Nasional Mondial Ekonomi Megapolitan Olahraga Rona The Alun-Alun Kupas Splash Wisata Perspektif Wawancara Edisi Weekend Foto Video Infografis
Pemanasan Global I Indonesia Miliki Potensi EBT 3.600 Giga Watt

G20 Didesak Prioritaskan Energi Surya

Foto : ISTIMEWA

Direktur Eksekutif, Institute for Es­sential Services Reform (IESR), Fabby Tumiwa dalam webinar bertajuk “Shine Bright: Advancing G20 Solar Leader­ship” yang dipantau secara daring di Jakarta, Kamis (27/10) mengatakan de­sakan ke negara G20 itu, karena mereka memiliki tanggung jawab besar untuk menekan pemanasan global. Nega­ra G20 berkontribusi hingga 80 persen emisi CO2 dari pemakaian energi.

A   A   A   Pengaturan Font

» Indonesia diberkahi dengan berbagai macam sumber energi baru terbarukan.

» Penerapan energi surya tidak membutuhkan terobosan teknologi.

JAKARTA - Negara-negara kelompok 20 (G20) didesak untuk memprioritaskan pemanfaatan energi surya untuk mencapai tujuan ambisius nol emisi karbon atau net zero emmission (NZE) sekaligus mempercepat bauran energi.

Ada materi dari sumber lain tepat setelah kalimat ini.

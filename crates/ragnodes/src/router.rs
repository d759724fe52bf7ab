use async_trait::async_trait;
use ragcore::{Envelope, NodeContext, NodeError, NodeExecutor, RouterConfig};

/// Deterministic keyword-based intent classification.
///
/// The decision is advisory only: the engine never branches on `route`;
/// downstream nodes always run next in position order.
pub struct RouterExecutor;

struct Decision {
    intent: &'static str,
    category: &'static str,
    route: &'static str,
    confidence: f64,
    reasoning: String,
}

fn classify(message: &str, cfg: &RouterConfig) -> Decision {
    let lowered = message.to_lowercase();
    let words: Vec<&str> = lowered
        .split(|c: char| !c.is_alphanumeric())
        .filter(|w| !w.is_empty())
        .collect();

    if let Some(hit) = cfg
        .question_keywords
        .iter()
        .find(|k| words.contains(&k.as_str()))
    {
        return Decision {
            intent: "question",
            category: "informational",
            route: "retrieval",
            confidence: 0.9,
            reasoning: format!("matched question keyword '{hit}'"),
        };
    }
    if lowered.contains('?') {
        return Decision {
            intent: "question",
            category: "informational",
            route: "retrieval",
            confidence: 0.8,
            reasoning: "message ends in a question mark".to_string(),
        };
    }
    if let Some(hit) = cfg
        .generation_keywords
        .iter()
        .find(|k| words.contains(&k.as_str()))
    {
        return Decision {
            intent: "generation-request",
            category: "creative",
            route: "generation",
            confidence: 0.8,
            reasoning: format!("matched generation keyword '{hit}'"),
        };
    }
    Decision {
        intent: "conversation",
        category: "general",
        route: "direct",
        confidence: 0.5,
        reasoning: "no routing keyword matched".to_string(),
    }
}

#[async_trait]
impl NodeExecutor for RouterExecutor {
    fn node_type(&self) -> &str {
        "router"
    }

    async fn execute(&self, ctx: NodeContext) -> Result<Envelope, NodeError> {
        let cfg = ctx.config.as_router()?;
        let message = ctx.require_message()?;

        let decision = classify(message, cfg);
        ctx.events.info(format!(
            "classified intent '{}' (route '{}')",
            decision.intent, decision.route
        ));

        let mut next = ctx.envelope.clone();
        next.insert("intent", decision.intent);
        next.insert("category", decision.category);
        next.insert("route", decision.route);
        next.insert("confidence", decision.confidence);
        next.insert("reasoning", decision.reasoning);
        Ok(next)
    }
}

Direktur Eksekutif, Institute for Essential Services Reform (IESR), Fabby Tumiwa dalam webinar bertajuk "Shine Bright: Advancing G20 Solar Leadership" yang dipantau secara daring di Jakarta, Kamis (27/10) mengatakan desakan ke negara G20 itu, karena mereka memiliki tanggung jawab besar untuk menekan pemanasan global. Negara G20 berkontribusi hingga 80 persen emisi CO2 dari pemakaian energi.

"Saya mendesak G20 untuk menetapkan tujuan ambisius net zero emission, dan mempercepat penyebaran energi terbarukan dan untuk melakukannya kita harus memprioritaskan energi surya meskipun kita memiliki sumber daya lain juga," kata Fabby.

Setidaknya kata Fabby ada tiga alasan mengapa energi surya perlu jadi prioritas. Pertama, energi surya merupakan sumber listrik termurah di banyak negara dan salah satu yang paling cepat digunakan. "Energi surya juga sangat cocok untuk memenuhi target jangka pendek dan menengah," katanya.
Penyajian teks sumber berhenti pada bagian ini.